The play was called “The Jury” (“El Jurado“, in Spanish), and tells the story of a group of persons – the jurors – that have to decide if they find an alleged corrupt politician guilty or not guilty. They are nine around a table, and in the beginning they all believe he is guilty – with the exception of one, who questions the foundations of such a quick decision. And he goes on, putting doubts into his colleagues’ minds, until he manages to turn things upside down and, in the end, they all find the politician…not guilty. In the end we understand that he was put there with the only purpose of manipulating the juror’s soft spots in order to make them acquit the defendant.
Corrupt politicians are of course in the order of the day, both in Spain, Portugal and all over the world, and the sad reality that we are facing was very well portrayed, as well as the doubts a jury has to face – and also that there may always be two sides to the same coin. So we really enjoyed it and two hours went by almost without us noticing it, as we looked at the actors around the table discussing their ideas in a very lively way. The theatre itself was not a conventional one, as there were seats around the stage – with the exception of one side – and on it was the table and chairs where they sat, and the table sometimes turned around as they argued with one another.
Eating the Spanish way
As we came out we were still discussing what we had seen and how we felt about it, until someone suggested we continue to do it around some food – great idea.
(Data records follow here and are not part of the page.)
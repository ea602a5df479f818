//! End-to-end properties of the advection operators and the split
//! integrator.
//!
//! Each test exercises the public API the way a driver would: build a
//! configuration, a state and a right-hand side, then advance or evaluate.

use dycore_rs::advection::{
    AdvectionGrid, AdvectionScheme, FluxAccumulator, Interpolator, advection_src_for_rho_and_theta,
    advection_src_for_scalars,
};
use dycore_rs::equations::{
    EquationOfState, pressure_given_rhotheta, rhotheta_given_pressure, temperature_given_rho_rhotheta,
    theta_given_rho_temperature,
};
use dycore_rs::state::primitives;
use dycore_rs::time::{Integrable, TerrainStep, no_substep_update};
use dycore_rs::types::Direction;
use dycore_rs::{
    BaseState, BoundaryFill, ConsVar, DomainBoundary, DycoreRhs, Field, Geometry, IndexBox, MapFactors,
    RhsMode, SolverConfig, SolverParams, SplitIntegrator, Staggering, StateVector, TerrainMetrics,
};

const NGHOST: [usize; 3] = [4, 4, 1];

/// 1-D flow with u = 1, ρ = 1, θ = 300 and a passive scalar of 1.
fn uniform_flow(geom: &Geometry) -> StateVector {
    let mut s = StateVector::new(geom.domain, ConsVar::NUM_DRY, NGHOST);
    s.cons.fill_comp(ConsVar::Rho.index(), 1.0);
    s.cons.fill_comp(ConsVar::RhoTheta.index(), 300.0);
    s.cons.fill_comp(ConsVar::RhoScalar.index(), 1.0);
    s.xmom.fill(1.0);
    s
}

#[test]
fn test_uniform_flow_is_steady_for_every_scheme() {
    let geom = Geometry::uniform([10, 1, 4], [100.0, 100.0, 100.0]);
    let mf = MapFactors::unity(&geom.domain, [NGHOST[0], NGHOST[1]]);
    let dt = 0.5 * 100.0 / 1.0;

    for scheme in AdvectionScheme::ALL {
        let dycore = if scheme.is_weno() {
            String::new()
        } else {
            scheme.name().to_string()
        };
        for no_substepping in [true, false] {
            let config = SolverConfig::from_params(&SolverParams {
                no_substepping,
                dycore_horiz_adv_type: dycore.clone(),
                dycore_vert_adv_type: dycore.clone(),
                dryscal_horiz_adv_type: scheme.name().to_string(),
                dryscal_vert_adv_type: scheme.name().to_string(),
                ..Default::default()
            })
            .unwrap();
            let mut state = uniform_flow(&geom);
            let base = BaseState::from_state(&state, &config.eos);
            let before = state.clone();

            let rhs = DycoreRhs::new(&config, &geom, &base, &mf);
            let mut bc = DomainBoundary::periodic();
            SplitIntegrator::new(&config)
                .advance(&rhs, &mut bc, &mut state, 0.0, dt)
                .unwrap();

            let diff = state.max_abs_diff(&before);
            assert!(diff < 1e-10, "{scheme} (no_substepping = {no_substepping}): {diff}");
        }
    }
}

#[test]
fn test_uniform_field_has_zero_tendency_with_any_operator() {
    let cells = IndexBox::cells(6, 5, 6);
    let ng = [3, 3, 1];
    let rho_u = Field::filled(cells, Staggering::XFace, 1, ng, 2.0);
    let rho_v = Field::filled(cells, Staggering::YFace, 1, ng, -1.0);
    let rho_w = Field::filled(cells, Staggering::ZFace, 1, ng, 0.0);
    let prim = Field::filled(cells, Staggering::CellCentered, 3, ng, 280.0);
    let mf = MapFactors::unity(&cells, [3, 3]);
    let grid = AdvectionGrid {
        inv_cell_size: [0.01, 0.02, 0.05],
        metrics: None,
        map_factors: Some(&mf),
    };

    for h in AdvectionScheme::ALL {
        for v in AdvectionScheme::ALL {
            let interp = Interpolator::new(h, v);
            let mut avg = FluxAccumulator::new(&cells, [0, 0, 0]);
            let mut src = Field::new(cells, Staggering::CellCentered, 4, [0, 0, 0]);
            advection_src_for_rho_and_theta(&cells, 1.0, &rho_u, &rho_v, &rho_w, &prim, &interp, &grid, &mut src, &mut avg)
                .unwrap();
            advection_src_for_scalars(&cells, 2, 2, &avg, &prim, &interp, &grid, &mut src).unwrap();
            let max = src.as_slice().iter().fold(0.0f64, |m, x| m.max(x.abs()));
            assert!(max < 1e-10, "{h}/{v}: {max}");
        }
    }
}

#[test]
fn test_scalar_pass_reproduces_mass_fluxes_exactly() {
    let geom = Geometry::uniform([8, 6, 5], [200.0, 150.0, 80.0]);
    let mf = MapFactors::unity(&geom.domain, [NGHOST[0], NGHOST[1]]);
    let config = SolverConfig::from_params(&SolverParams {
        dycore_horiz_adv_type: "Upwind_5th".to_string(),
        dycore_vert_adv_type: "Upwind_3rd".to_string(),
        dryscal_horiz_adv_type: "Upwind_5th".to_string(),
        dryscal_vert_adv_type: "Upwind_3rd".to_string(),
        ..Default::default()
    })
    .unwrap();
    let base = BaseState::isentropic(&geom, NGHOST, None, 300.0, 1.0e5);
    let mut state = StateVector::new(geom.domain, ConsVar::NUM_DRY, NGHOST);
    base.initialize(&mut state);
    let g = state.xmom.grown_box();
    state.xmom.for_each_mut(&g, 0..1, |i, j, k, _, v| *v = 3.0 + ((i * 3 + j + k) as f64 * 0.7).sin());
    let g = state.ymom.grown_box();
    state.ymom.for_each_mut(&g, 0..1, |i, j, _, _, v| *v = ((i - j) as f64 * 0.4).cos());
    // a scalar carrying exactly the same primitive as θ
    let (rt, sc) = (ConsVar::RhoTheta.index(), ConsVar::RhoScalar.index());
    let cons = state.cons.clone();
    let g = state.cons.grown_box();
    state.cons.for_each_mut(&g, sc..sc + 1, |i, j, k, _, v| *v = cons[(i, j, k, rt)]);
    DomainBoundary::periodic().fill(&mut state, 0.0, false).unwrap();

    let rhs = DycoreRhs::new(&config, &geom, &base, &mf);
    let mut avg = FluxAccumulator::new(&geom.domain, [0, 0, 0]);
    let mut src = Field::new(geom.domain, Staggering::CellCentered, ConsVar::NUM_DRY, [0, 0, 0]);
    rhs.rho_theta_pass(&state, 1.0, &mut avg, &mut src).unwrap();
    rhs.scalar_pass(&state, &avg, &mut src).unwrap();

    // same fluxes and same reconstruction, so identical to the last bit
    for (i, j, k) in geom.domain.iter() {
        assert_eq!(src[(i, j, k, sc)], src[(i, j, k, rt)], "cell ({i}, {j}, {k})");
    }
}

#[test]
fn test_mass_tendency_sums_to_zero_on_periodic_domain() {
    let geom = Geometry::uniform([9, 7, 6], [100.0, 100.0, 50.0]);
    let mf = MapFactors::unity(&geom.domain, [NGHOST[0], NGHOST[1]]);
    let config = SolverConfig::from_params(&SolverParams {
        use_gravity: true,
        dycore_horiz_adv_type: "Centered_4th".to_string(),
        ..Default::default()
    })
    .unwrap();
    let base = BaseState::isentropic(&geom, NGHOST, None, 300.0, 1.0e5);
    let mut state = StateVector::new(geom.domain, ConsVar::NUM_DRY, NGHOST);
    base.initialize(&mut state);
    let g = state.xmom.grown_box();
    // the last x-face is the periodic image of the first
    state.xmom.for_each_mut(&g, 0..1, |i, j, k, _, v| {
        *v = ((i.rem_euclid(9) + 2 * j) as f64).sin() * (1.0 + 0.1 * k as f64)
    });
    let top = geom.domain.hi[2] + 1;
    let g = state.zmom.grown_box();
    state.zmom.for_each_mut(&g, 0..1, |i, j, k, _, v| {
        *v = if k <= 0 || k >= top { 0.0 } else { 0.3 * ((i * j + k) as f64).cos() }
    });
    DomainBoundary::periodic().fill(&mut state, 0.0, false).unwrap();

    let rhs = DycoreRhs::new(&config, &geom, &base, &mf);
    let mut avg = FluxAccumulator::new(&geom.domain, [0, 0, 0]);
    let mut tendency = state.zeros_like();
    rhs.evaluate(&state, RhsMode::Full, 1.0, &mut avg, &mut tendency).unwrap();

    let net = tendency.cons.sum(&geom.domain, ConsVar::Rho.index());
    let scale = geom.domain.iter().map(|(i, j, k)| tendency.cons[(i, j, k, 0)].abs()).sum::<f64>();
    assert!(scale > 0.0);
    assert!(net.abs() < 1e-12 * scale, "net mass tendency {net}");
}

#[test]
fn test_flat_terrain_degenerates_to_cartesian() {
    let geom = Geometry::uniform([5, 4, 6], [100.0, 100.0, 40.0]);
    let m = TerrainMetrics::flat(&geom, [1, 1, 1]);
    for (i, j, k) in geom.domain.iter() {
        assert!((m.detj()[(i, j, k)] - 1.0).abs() < 1e-14);
        assert!((m.h_zeta_at_iface(i, j, k) - 1.0).abs() < 1e-14);
        assert!((m.h_zeta_at_jface(i, j, k) - 1.0).abs() < 1e-14);
        assert!(m.h_xi_at_kface(i, j, k).abs() < 1e-14);
        assert!(m.h_eta_at_kface(i, j, k).abs() < 1e-14);
        assert!(m.h_xi_at_iface(i, j, k).abs() < 1e-14);
        assert!(m.h_eta_at_jface(i, j, k).abs() < 1e-14);
    }
}

#[test]
fn test_no_substep_update_is_additive_on_static_terrain() {
    let geom = Geometry::uniform([6, 3, 5], [100.0, 100.0, 100.0]);
    let mut old = StateVector::new(geom.domain, ConsVar::NUM_MOIST, [1, 1, 1]);
    let g = old.cons.grown_box();
    old.cons.for_each_mut(&g, 0..ConsVar::NUM_MOIST, |i, j, k, n, v| {
        *v = 1.0 + 0.01 * (i + 2 * j + 3 * k) as f64 + n as f64
    });
    old.xmom.fill(4.0);
    let mut tendency = old.zeros_like();
    let g = tendency.cons.grown_box();
    tendency.cons.for_each_mut(&g, 0..ConsVar::NUM_MOIST, |i, j, k, n, v| {
        *v = 1e-3 * ((i * j + k) as f64 + 0.5 * n as f64).sin()
    });
    let dt = 0.73;

    let flat = TerrainMetrics::flat(&geom, [1, 1, 1]);
    let z_t = Field::new(geom.domain, Staggering::ZFace, 1, [1, 1, 1]);
    let step = TerrainStep {
        old: &flat,
        new: &flat,
        z_t: &z_t,
    };
    for terrain in [None, Some(&step)] {
        let mut new = old.zeros_like();
        no_substep_update(&old, &tendency, dt, terrain, &mut new).unwrap();
        for (i, j, k) in geom.domain.iter() {
            for n in 0..ConsVar::NUM_MOIST {
                assert_eq!(
                    new.cons[(i, j, k, n)],
                    old.cons[(i, j, k, n)] + dt * tendency.cons[(i, j, k, n)]
                );
            }
        }
        for (i, j, k) in geom.domain.surrounding_nodes(Direction::X).iter() {
            assert_eq!(new.xmom[(i, j, k)], 4.0);
        }
    }
}

#[test]
fn test_weno_step_reconstruction_is_bounded() {
    let cells = IndexBox::cells(12, 1, 1);
    let ng = [3, 0, 0];
    let mut q = Field::new(cells, Staggering::CellCentered, 1, ng);
    let g = q.grown_box();
    q.for_each_mut(&g, 0..1, |i, _, _, _, v| *v = if i < 6 { 1.0 } else { 0.0 });

    for scheme in AdvectionScheme::ALL.into_iter().filter(|s| s.is_weno()) {
        let interp = Interpolator::new(scheme, AdvectionScheme::Centered2nd);
        for i in 0..=12 {
            for upw in [1.0, -1.0] {
                let f = interp.face_value_x(&q, i, 0, 0, 0, upw);
                assert!((-1e-12..=1.0 + 1e-12).contains(&f), "{scheme} face {i} upw {upw}: {f}");
            }
        }
    }
}

#[test]
fn test_eos_round_trip() {
    let (rho, theta) = (1.2, 300.0);
    let p = pressure_given_rhotheta(rho * theta);
    let recovered = rhotheta_given_pressure(p) / rho;
    assert!(((recovered - theta) / theta).abs() < 1e-10);

    let eos = EquationOfState::new();
    let t = temperature_given_rho_rhotheta(rho, rho * theta);
    let via_temperature = theta_given_rho_temperature(rho, t, eos.rd_over_cp);
    assert!(((via_temperature - theta) / theta).abs() < 1e-10);
    assert!(((eos.pressure(rho * theta, 0.0) - p) / p).abs() < 1e-12);
}

#[test]
fn test_primitives_divide_by_density() {
    let cells = IndexBox::cells(2, 2, 2);
    let mut cons = Field::new(cells, Staggering::CellCentered, 3, [1, 1, 1]);
    cons.fill_comp(0, 2.0);
    cons.fill_comp(1, 600.0);
    cons.fill_comp(2, 0.5);
    let prim = primitives(&cons);
    assert_eq!(prim[(1, 1, 1, 0)], 300.0);
    assert_eq!(prim[(0, 0, 0, 1)], 0.25);
}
As Spanish do, we went to a nearby restaurant to picar (a Spanish untranslatable word – not even to Portuguese – that means you get around a table and you order several small dishes of typical Spanish food such as presunto – ham – cheese, bread, meat balls, mushrooms, peppers padrón, tortilla, etc, to share) and have some drinks, and there we continued to talk and enjoy the evening, that meanwhile had turned into a very pleasant one, the rain having stopped and the temperature being quite mild…
We came out and said goodbye to each other, with the usual encantada de verte (great seeing you) and hasta pronto (see you soon). Alejandra and her boyfriend left in his motorbike (I told him he must meet Nuno, as they are both “middle aged bikers”), and Rosario, Marta, Nacho and I got a taxi. We dropped Marta near the train station and then Rosario and Nacho dropped me at the hotel. As we hugged and said goodbye, I thanked them for another lovely evening in Madrid – different from our usual dinners but still very enjoyable and that really relaxed me – a good play, great company and good food. But, most of all, to again enjoy the company of my great friend Rosario, who is, has been, and will go on being so very special to me.
As the Spanish say – and I love this sentence, that means we are friends forever – Amigas para siempre.
Gracias, Rosario, hasta pronto!
(“El Jurado”, a play by the company Avanti teatro, directed by Andrés Lima and based on an original text by Luis Felipe Blasco Vilches, inspired in Reginald Rose’s mythical “Twelve angry men”).